→ **WORK REQUEST**
The entries shown below are to be printed in full, unaltered.

::: EXERCISE INPUT

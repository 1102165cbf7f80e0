//! Decode the periodic status/intensity resource (`.b`).
//!
//! Layout:
//! - Header: 32 bits live, 8 bits under replay (the replay feed drops the
//!   last-incident field)
//! - Body: one 4-bit intensity code per station, in station-list order
//! - Incident block: last 600 bits of the buffer, Alert/Info only
//! - Epicenter text: last 60 bytes of the buffer, Alert/Info only

use tracing::debug;

use crate::bits::BitCursor;
use crate::types::*;

/// Bits per station intensity code.
pub const INTENSITY_BITS: usize = 4;

/// Size of the incident block at the tail of the body.
pub const INCIDENT_BLOCK_BITS: usize = 600;

/// Size of the epicenter text trailer, in bytes.
pub const EPICENTER_BYTES: usize = 60;

/// Width of an incident id field.
const INCIDENT_ID_BITS: usize = 26;

/// Width of the region flag field; all ones means "no region data".
const REGION_FLAG_BITS: usize = REGION_TABLE.len();

/// UTC -> KST, in seconds.
const KST_OFFSET_SECS: u64 = 32400;

// ---------------------------------------------------------------------------
// Header layout
// ---------------------------------------------------------------------------

/// Which header the provider sends.
#[derive(Debug, Clone, Copy, PartialEq, Eq)]
pub enum HeaderLayout {
    /// 32-bit header with the last incident id.
    Live,
    /// 8-bit header used by the replay feed.
    Replay,
}

impl HeaderLayout {
    /// Pick the layout for whether a replay session is active.
    pub fn for_replay(active: bool) -> Self {
        if active {
            HeaderLayout::Replay
        } else {
            HeaderLayout::Live
        }
    }

    pub fn bits(self) -> usize {
        match self {
            HeaderLayout::Live => 32,
            HeaderLayout::Replay => 8,
        }
    }
}

/// Decoded header fields.
#[derive(Debug, Clone, PartialEq, Eq)]
pub struct Header {
    pub station_update_needed: bool,
    pub status: StatusCode,
    pub last_incident_id: Option<String>,
}

/// Decode the header at the start of `cursor`'s buffer.
///
/// Bit 0 is the station-update flag, bits 1-2 the status code, bits 3-5 are
/// unused, bits 6-31 (live only) the last incident id.
pub fn decode_header(cursor: &BitCursor<'_>, layout: HeaderLayout) -> Result<Header> {
    let header_bits = layout.bits();
    if cursor.bit_len() < header_bits {
        return Err(PewsError::InsufficientData {
            offset: 0,
            width: header_bits,
            available: cursor.bit_len(),
        });
    }

    let station_update_needed = cursor.read_uint(0, 1)? == 1;
    let status = StatusCode::from_bits(cursor.read_uint(1, 2)?);
    let last_incident_id = match layout {
        HeaderLayout::Live => Some(incident_id_text(cursor.read_uint(6, INCIDENT_ID_BITS)?)),
        HeaderLayout::Replay => None,
    };

    Ok(Header {
        station_update_needed,
        status,
        last_incident_id,
    })
}

/// Decode `station_count` intensity codes starting at bit `offset`.
pub fn decode_intensities(
    cursor: &BitCursor<'_>,
    offset: usize,
    station_count: usize,
) -> Result<Vec<u8>> {
    let needed = station_count
        .checked_mul(INTENSITY_BITS)
        .and_then(|n| n.checked_add(offset));
    match needed {
        Some(end) if end <= cursor.bit_len() => {}
        _ => {
            return Err(PewsError::InsufficientData {
                offset,
                width: station_count.saturating_mul(INTENSITY_BITS),
                available: cursor.bit_len(),
            })
        }
    }

    (0..station_count)
        .map(|i| {
            cursor
                .read_uint(offset + i * INTENSITY_BITS, INTENSITY_BITS)
                .map(intensity_class)
        })
        .collect()
}

/// Decode the incident block from the final 600 bits of the body.
///
/// `body_offset` is where the body starts (the header length).
pub fn decode_incident(cursor: &BitCursor<'_>, body_offset: usize) -> Result<IncidentInfo> {
    let body_bits = cursor.bit_len().saturating_sub(body_offset);
    if body_bits < INCIDENT_BLOCK_BITS {
        return Err(PewsError::InsufficientData {
            offset: body_offset,
            width: INCIDENT_BLOCK_BITS,
            available: cursor.bit_len(),
        });
    }

    let mut block = *cursor;
    block.seek(cursor.bit_len() - INCIDENT_BLOCK_BITS)?;

    let latitude = LATITUDE_BASE + block.read(COORDINATE_BITS)? as i32;
    let longitude = LONGITUDE_BASE + block.read(COORDINATE_BITS)? as i32;
    let magnitude = block.read(7)? as u16;
    let depth = block.read(9)? as u16;
    let occurred_at = occurred_at_text(block.read(33)?);
    let incident_id = incident_id_text(block.read(INCIDENT_ID_BITS)?);
    let max_intensity_class = block.read(4)? as u8;
    let affected_regions = decode_regions(block.read(REGION_FLAG_BITS)?);
    let epicenter_description = epicenter_text(cursor.bytes())?;

    Ok(IncidentInfo {
        latitude,
        longitude,
        magnitude,
        depth,
        occurred_at,
        incident_id,
        max_intensity_class,
        affected_regions,
        epicenter_description,
    })
}

/// Decode a full status message.
///
/// `station_count` is the length of the station list the caller decoded
/// from the matching `.s` resource.
pub fn decode_station_data(
    data: &[u8],
    station_count: usize,
    layout: HeaderLayout,
) -> Result<EarthquakeMessage> {
    let cursor = BitCursor::new(data);
    let header = decode_header(&cursor, layout)?;
    let body_offset = layout.bits();
    let intensities = decode_intensities(&cursor, body_offset, station_count)?;

    let incident_info = if header.status.has_incident_block() {
        Some(decode_incident(&cursor, body_offset)?)
    } else {
        None
    };

    debug!(
        status = %header.status,
        stations = intensities.len(),
        update_needed = header.station_update_needed,
        incident = incident_info.is_some(),
        "decoded station data"
    );

    Ok(EarthquakeMessage {
        station_update_needed: header.station_update_needed,
        status: header.status,
        last_incident_id: header.last_incident_id,
        intensities,
        incident_info,
    })
}

/// Region flags, MSB = Seoul. All 17 bits set is the "unavailable" sentinel.
pub fn decode_regions(flags: u64) -> Vec<Region> {
    let all = (1u64 << REGION_FLAG_BITS) - 1;
    if flags & all == all {
        return Vec::new();
    }
    REGION_TABLE
        .iter()
        .enumerate()
        .filter(|(i, _)| (flags >> (REGION_FLAG_BITS - 1 - i)) & 1 == 1)
        .map(|(_, region)| *region)
        .collect()
}

/// Epoch seconds (UTC) -> KST millisecond epoch text.
///
/// The provider's millisecond value is the second count with "000" appended.
fn occurred_at_text(raw_secs: u64) -> String {
    format!("{}000", raw_secs + KST_OFFSET_SECS)
}

/// Last 60 bytes of the buffer, NUL and space trimmed from both ends.
fn epicenter_text(data: &[u8]) -> Result<String> {
    let start = data
        .len()
        .checked_sub(EPICENTER_BYTES)
        .ok_or(PewsError::InsufficientData {
            offset: 0,
            width: EPICENTER_BYTES * 8,
            available: data.len() * 8,
        })?;
    let tail = &data[start..];
    let is_pad = |b: &u8| *b == 0 || *b == b' ';
    let first = tail.iter().position(|b| !is_pad(b));
    let last = tail.iter().rposition(|b| !is_pad(b));
    let text = match (first, last) {
        (Some(first), Some(last)) => String::from_utf8_lossy(&tail[first..=last]).into_owned(),
        _ => String::new(),
    };
    Ok(text)
}

// ---------------------------------------------------------------------------
// Tests
// ---------------------------------------------------------------------------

::::::

→ **EXPECTED ANSWER**
repository 1102165cbf7f80e0
//! Decode the periodic status/intensity resource (`.b`).
//!
//! Layout:
//! - Header: 32 bits live, 8 bits under replay (the replay feed drops the
//!   last-incident field)
//! - Body: one 4-bit intensity code per station, in station-list order
//! - Incident block: last 600 bits of the buffer, Alert/Info only
//! - Epicenter text: last 60 bytes of the buffer, Alert/Info only

use tracing::debug;

use crate::bits::BitCursor;
use crate::types::*;

/// Bits per station intensity code.
pub const INTENSITY_BITS: usize = 4;

/// Size of the incident block at the tail of the body.
pub const INCIDENT_BLOCK_BITS: usize = 600;

/// Size of the epicenter text trailer, in bytes.
pub const EPICENTER_BYTES: usize = 60;

/// Width of an incident id field.
const INCIDENT_ID_BITS: usize = 26;

/// Width of the region flag field; all ones means "no region data".
const REGION_FLAG_BITS: usize = REGION_TABLE.len();

/// UTC -> KST, in seconds.
const KST_OFFSET_SECS: u64 = 32400;

// ---------------------------------------------------------------------------
// Header layout
// ---------------------------------------------------------------------------

/// Which header the provider sends.
#[derive(Debug, Clone, Copy, PartialEq, Eq)]
pub enum HeaderLayout {
    /// 32-bit header with the last incident id.
    Live,
    /// 8-bit header used by the replay feed.
    Replay,
}

impl HeaderLayout {
    /// Pick the layout for whether a replay session is active.
    pub fn for_replay(active: bool) -> Self {
        if active {
            HeaderLayout::Replay
        } else {
            HeaderLayout::Live
        }
    }

    pub fn bits(self) -> usize {
        match self {
            HeaderLayout::Live => 32,
            HeaderLayout::Replay => 8,
        }
    }
}

/// Decoded header fields.
#[derive(Debug, Clone, PartialEq, Eq)]
pub struct Header {
    pub station_update_needed: bool,
    pub status: StatusCode,
    pub last_incident_id: Option<String>,
}

/// Decode the header at the start of `cursor`'s buffer.
///
/// Bit 0 is the station-update flag, bits 1-2 the status code, bits 3-5 are
/// unused, bits 6-31 (live only) the last incident id.
pub fn decode_header(cursor: &BitCursor<'_>, layout: HeaderLayout) -> Result<Header> {
    let header_bits = layout.bits();
    if cursor.bit_len() < header_bits {
        return Err(PewsError::InsufficientData {
            offset: 0,
            width: header_bits,
            available: cursor.bit_len(),
        });
    }

    let station_update_needed = cursor.read_uint(0, 1)? == 1;
    let status = StatusCode::from_bits(cursor.read_uint(1, 2)?);
    let last_incident_id = match layout {
        HeaderLayout::Live => Some(incident_id_text(cursor.read_uint(6, INCIDENT_ID_BITS)?)),
        HeaderLayout::Replay => None,
    };

    Ok(Header {
        station_update_needed,
        status,
        last_incident_id,
    })
}

/// Decode `station_count` intensity codes starting at bit `offset`.
pub fn decode_intensities(
    cursor: &BitCursor<'_>,
    offset: usize,
    station_count: usize,
) -> Result<Vec<u8>> {
    let needed = station_count
        .checked_mul(INTENSITY_BITS)
        .and_then(|n| n.checked_add(offset));
    match needed {
        Some(end) if end <= cursor.bit_len() => {}
        _ => {
            return Err(PewsError::InsufficientData {
                offset,
                width: station_count.saturating_mul(INTENSITY_BITS),
                available: cursor.bit_len(),
            })
        }
    }

    (0..station_count)
        .map(|i| {
            cursor
                .read_uint(offset + i * INTENSITY_BITS, INTENSITY_BITS)
                .map(intensity_class)
        })
        .collect()
}

/// Decode the incident block from the final 600 bits of the body.
///
/// `body_offset` is where the body starts (the header length).
pub fn decode_incident(cursor: &BitCursor<'_>, body_offset: usize) -> Result<IncidentInfo> {
    let body_bits = cursor.bit_len().saturating_sub(body_offset);
    if body_bits < INCIDENT_BLOCK_BITS {
        return Err(PewsError::InsufficientData {
            offset: body_offset,
            width: INCIDENT_BLOCK_BITS,
            available: cursor.bit_len(),
        });
    }

    let mut block = *cursor;
    block.seek(cursor.bit_len() - INCIDENT_BLOCK_BITS)?;

    let latitude = LATITUDE_BASE + block.read(COORDINATE_BITS)? as i32;
    let longitude = LONGITUDE_BASE + block.read(COORDINATE_BITS)? as i32;
    let magnitude = block.read(7)? as u16;
    let depth = block.read(9)? as u16;
    let occurred_at = occurred_at_text(block.read(33)?);
    let incident_id = incident_id_text(block.read(INCIDENT_ID_BITS)?);
    let max_intensity_class = block.read(4)? as u8;
    let affected_regions = decode_regions(block.read(REGION_FLAG_BITS)?);
    let epicenter_description = epicenter_text(cursor.bytes())?;

    Ok(IncidentInfo {
        latitude,
        longitude,
        magnitude,
        depth,
        occurred_at,
        incident_id,
        max_intensity_class,
        affected_regions,
        epicenter_description,
    })
}

/// Decode a full status message.
///
/// `station_count` is the length of the station list the caller decoded
/// from the matching `.s` resource.
pub fn decode_station_data(
    data: &[u8],
    station_count: usize,
    layout: HeaderLayout,
) -> Result<EarthquakeMessage> {
    let cursor = BitCursor::new(data);
    let header = decode_header(&cursor, layout)?;
    let body_offset = layout.bits();
    let intensities = decode_intensities(&cursor, body_offset, station_count)?;

    let incident_info = if header.status.has_incident_block() {
        Some(decode_incident(&cursor, body_offset)?)
    } else {
        None
    };

    debug!(
        status = %header.status,
        stations = intensities.len(),
        update_needed = header.station_update_needed,
        incident = incident_info.is_some(),
        "decoded station data"
    );

    Ok(EarthquakeMessage {
        station_update_needed: header.station_update_needed,
        status: header.status,
        last_incident_id: header.last_incident_id,
        intensities,
        incident_info,
    })
}

/// Region flags, MSB = Seoul. All 17 bits set is the "unavailable" sentinel.
pub fn decode_regions(flags: u64) -> Vec<Region> {
    let all = (1u64 << REGION_FLAG_BITS) - 1;
    if flags & all == all {
        return Vec::new();
    }
    REGION_TABLE
        .iter()
        .enumerate()
        .filter(|(i, _)| (flags >> (REGION_FLAG_BITS - 1 - i)) & 1 == 1)
        .map(|(_, region)| *region)
        .collect()
}

/// Epoch seconds (UTC) -> KST millisecond epoch text.
///
/// The provider's millisecond value is the second count with "000" appended.
fn occurred_at_text(raw_secs: u64) -> String {
    format!("{}000", raw_secs + KST_OFFSET_SECS)
}

/// Last 60 bytes of the buffer, NUL and space trimmed from both ends.
fn epicenter_text(data: &[u8]) -> Result<String> {
    let start = data
        .len()
        .checked_sub(EPICENTER_BYTES)
        .ok_or(PewsError::InsufficientData {
            offset: 0,
            width: EPICENTER_BYTES * 8,
            available: data.len() * 8,
        })?;
    let tail = &data[start..];
    let is_pad = |b: &u8| *b == 0 || *b == b' ';
    let first = tail.iter().position(|b| !is_pad(b));
    let last = tail.iter().rposition(|b| !is_pad(b));
    let text = match (first, last) {
        (Some(first), Some(last)) => String::from_utf8_lossy(&tail[first..=last]).into_owned(),
        _ => String::new(),
    };
    Ok(text)
}

// ---------------------------------------------------------------------------
// Tests
// ---------------------------------------------------------------------------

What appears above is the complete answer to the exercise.